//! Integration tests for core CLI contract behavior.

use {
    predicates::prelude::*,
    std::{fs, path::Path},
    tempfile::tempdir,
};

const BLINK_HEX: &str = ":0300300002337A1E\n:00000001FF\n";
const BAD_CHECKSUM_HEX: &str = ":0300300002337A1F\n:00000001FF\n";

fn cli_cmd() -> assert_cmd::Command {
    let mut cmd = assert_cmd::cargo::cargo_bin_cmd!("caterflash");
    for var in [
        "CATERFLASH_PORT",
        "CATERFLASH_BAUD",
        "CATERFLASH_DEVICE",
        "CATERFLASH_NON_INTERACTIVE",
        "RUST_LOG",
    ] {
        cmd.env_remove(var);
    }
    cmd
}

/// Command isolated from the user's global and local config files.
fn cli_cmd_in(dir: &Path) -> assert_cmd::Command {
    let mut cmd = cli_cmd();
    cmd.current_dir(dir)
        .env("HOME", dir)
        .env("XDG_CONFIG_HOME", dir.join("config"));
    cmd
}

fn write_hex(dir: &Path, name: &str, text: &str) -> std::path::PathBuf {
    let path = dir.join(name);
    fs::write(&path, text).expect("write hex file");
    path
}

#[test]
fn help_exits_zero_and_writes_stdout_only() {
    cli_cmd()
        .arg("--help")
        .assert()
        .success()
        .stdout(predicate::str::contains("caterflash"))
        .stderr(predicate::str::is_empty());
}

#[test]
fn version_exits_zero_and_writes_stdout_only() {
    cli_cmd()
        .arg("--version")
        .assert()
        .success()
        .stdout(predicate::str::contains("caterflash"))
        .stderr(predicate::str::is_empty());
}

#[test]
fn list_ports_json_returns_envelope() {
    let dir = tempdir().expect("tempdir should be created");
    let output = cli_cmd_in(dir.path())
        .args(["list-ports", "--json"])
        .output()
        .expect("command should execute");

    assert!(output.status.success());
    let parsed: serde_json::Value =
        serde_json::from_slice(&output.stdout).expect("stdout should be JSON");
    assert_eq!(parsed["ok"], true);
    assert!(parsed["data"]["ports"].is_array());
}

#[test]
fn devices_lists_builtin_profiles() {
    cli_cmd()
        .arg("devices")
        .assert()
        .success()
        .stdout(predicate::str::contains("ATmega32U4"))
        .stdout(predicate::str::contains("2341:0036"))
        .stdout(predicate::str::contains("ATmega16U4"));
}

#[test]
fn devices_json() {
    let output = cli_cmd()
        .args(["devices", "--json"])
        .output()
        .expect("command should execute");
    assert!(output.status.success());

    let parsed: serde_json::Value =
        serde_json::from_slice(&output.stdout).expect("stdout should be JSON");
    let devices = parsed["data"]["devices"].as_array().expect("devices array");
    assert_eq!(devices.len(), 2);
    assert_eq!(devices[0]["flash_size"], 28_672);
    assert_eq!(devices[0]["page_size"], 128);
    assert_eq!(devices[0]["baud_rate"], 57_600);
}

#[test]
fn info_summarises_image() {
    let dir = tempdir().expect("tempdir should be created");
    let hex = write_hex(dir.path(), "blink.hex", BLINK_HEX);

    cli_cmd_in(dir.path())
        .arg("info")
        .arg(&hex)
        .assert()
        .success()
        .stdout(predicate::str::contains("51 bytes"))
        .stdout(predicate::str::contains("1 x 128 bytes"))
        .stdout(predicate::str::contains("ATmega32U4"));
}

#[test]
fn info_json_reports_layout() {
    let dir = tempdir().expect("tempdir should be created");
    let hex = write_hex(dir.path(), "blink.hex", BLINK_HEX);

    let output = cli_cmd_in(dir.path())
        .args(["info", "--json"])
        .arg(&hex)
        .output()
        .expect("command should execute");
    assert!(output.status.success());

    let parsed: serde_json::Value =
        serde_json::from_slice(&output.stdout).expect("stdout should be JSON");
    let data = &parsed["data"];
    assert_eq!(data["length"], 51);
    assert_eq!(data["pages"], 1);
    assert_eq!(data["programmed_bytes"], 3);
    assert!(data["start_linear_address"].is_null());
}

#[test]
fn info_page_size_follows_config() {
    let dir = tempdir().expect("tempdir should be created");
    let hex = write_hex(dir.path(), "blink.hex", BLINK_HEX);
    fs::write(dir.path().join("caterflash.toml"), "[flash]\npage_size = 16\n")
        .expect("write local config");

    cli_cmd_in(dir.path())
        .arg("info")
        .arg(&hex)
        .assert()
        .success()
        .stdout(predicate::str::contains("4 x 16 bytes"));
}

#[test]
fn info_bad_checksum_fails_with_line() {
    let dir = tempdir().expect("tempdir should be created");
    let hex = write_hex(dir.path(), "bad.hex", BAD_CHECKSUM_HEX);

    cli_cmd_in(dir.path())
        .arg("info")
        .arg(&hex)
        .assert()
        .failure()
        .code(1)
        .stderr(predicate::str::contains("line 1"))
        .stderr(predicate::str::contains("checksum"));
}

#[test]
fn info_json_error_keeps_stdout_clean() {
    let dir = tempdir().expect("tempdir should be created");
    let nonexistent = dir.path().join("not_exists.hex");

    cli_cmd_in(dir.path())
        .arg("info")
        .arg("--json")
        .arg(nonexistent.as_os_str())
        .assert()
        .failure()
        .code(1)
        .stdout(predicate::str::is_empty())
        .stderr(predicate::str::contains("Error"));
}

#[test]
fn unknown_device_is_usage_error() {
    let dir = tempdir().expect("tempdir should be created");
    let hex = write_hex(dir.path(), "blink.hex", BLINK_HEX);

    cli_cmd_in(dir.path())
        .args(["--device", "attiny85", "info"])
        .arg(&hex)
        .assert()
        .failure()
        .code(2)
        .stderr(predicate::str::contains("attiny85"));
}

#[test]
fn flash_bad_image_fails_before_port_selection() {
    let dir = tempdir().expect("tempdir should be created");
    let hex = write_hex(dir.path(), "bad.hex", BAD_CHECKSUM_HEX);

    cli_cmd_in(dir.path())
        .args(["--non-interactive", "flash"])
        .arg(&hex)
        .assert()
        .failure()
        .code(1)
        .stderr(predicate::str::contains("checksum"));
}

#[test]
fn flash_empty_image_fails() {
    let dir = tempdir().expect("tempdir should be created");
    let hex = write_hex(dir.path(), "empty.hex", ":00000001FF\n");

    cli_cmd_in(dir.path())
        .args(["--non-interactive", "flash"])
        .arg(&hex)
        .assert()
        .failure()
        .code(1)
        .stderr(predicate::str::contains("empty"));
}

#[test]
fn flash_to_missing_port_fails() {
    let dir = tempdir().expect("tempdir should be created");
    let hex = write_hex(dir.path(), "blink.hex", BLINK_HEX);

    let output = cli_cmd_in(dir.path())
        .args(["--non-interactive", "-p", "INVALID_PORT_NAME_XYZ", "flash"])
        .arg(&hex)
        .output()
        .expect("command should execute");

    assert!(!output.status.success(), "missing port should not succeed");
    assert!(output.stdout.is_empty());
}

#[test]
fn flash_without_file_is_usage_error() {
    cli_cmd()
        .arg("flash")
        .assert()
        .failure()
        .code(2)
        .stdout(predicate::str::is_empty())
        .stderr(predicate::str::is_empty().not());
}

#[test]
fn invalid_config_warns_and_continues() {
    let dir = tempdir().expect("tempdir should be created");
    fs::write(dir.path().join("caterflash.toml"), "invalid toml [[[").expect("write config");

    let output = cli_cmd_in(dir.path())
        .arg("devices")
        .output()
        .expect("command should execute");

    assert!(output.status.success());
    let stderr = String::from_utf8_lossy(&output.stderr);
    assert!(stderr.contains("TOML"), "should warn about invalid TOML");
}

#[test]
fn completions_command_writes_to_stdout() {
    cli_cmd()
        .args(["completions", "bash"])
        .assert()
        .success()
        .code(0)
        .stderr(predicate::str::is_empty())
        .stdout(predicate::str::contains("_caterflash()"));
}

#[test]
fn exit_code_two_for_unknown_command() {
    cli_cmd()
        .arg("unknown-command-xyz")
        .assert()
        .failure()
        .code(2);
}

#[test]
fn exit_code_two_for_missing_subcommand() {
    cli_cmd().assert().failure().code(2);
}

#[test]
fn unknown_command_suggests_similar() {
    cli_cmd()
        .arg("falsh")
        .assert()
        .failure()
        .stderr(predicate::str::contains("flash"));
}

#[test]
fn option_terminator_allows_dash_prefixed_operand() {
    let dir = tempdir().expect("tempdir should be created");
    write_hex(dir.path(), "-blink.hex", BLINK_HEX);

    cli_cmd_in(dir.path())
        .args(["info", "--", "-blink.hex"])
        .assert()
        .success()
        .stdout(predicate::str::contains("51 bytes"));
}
★ ★ ★
▸ **What this task involves**
From the listing above, copy out each line where the word "join" appears.

▸ **Response below**
        .env("XDG_CONFIG_HOME", dir.join("config"));
    let path = dir.join(name);
    fs::write(dir.path().join("caterflash.toml"), "[flash]\npage_size = 16\n")
    let nonexistent = dir.path().join("not_exists.hex");
    fs::write(dir.path().join("caterflash.toml"), "invalid toml [[[").expect("write config");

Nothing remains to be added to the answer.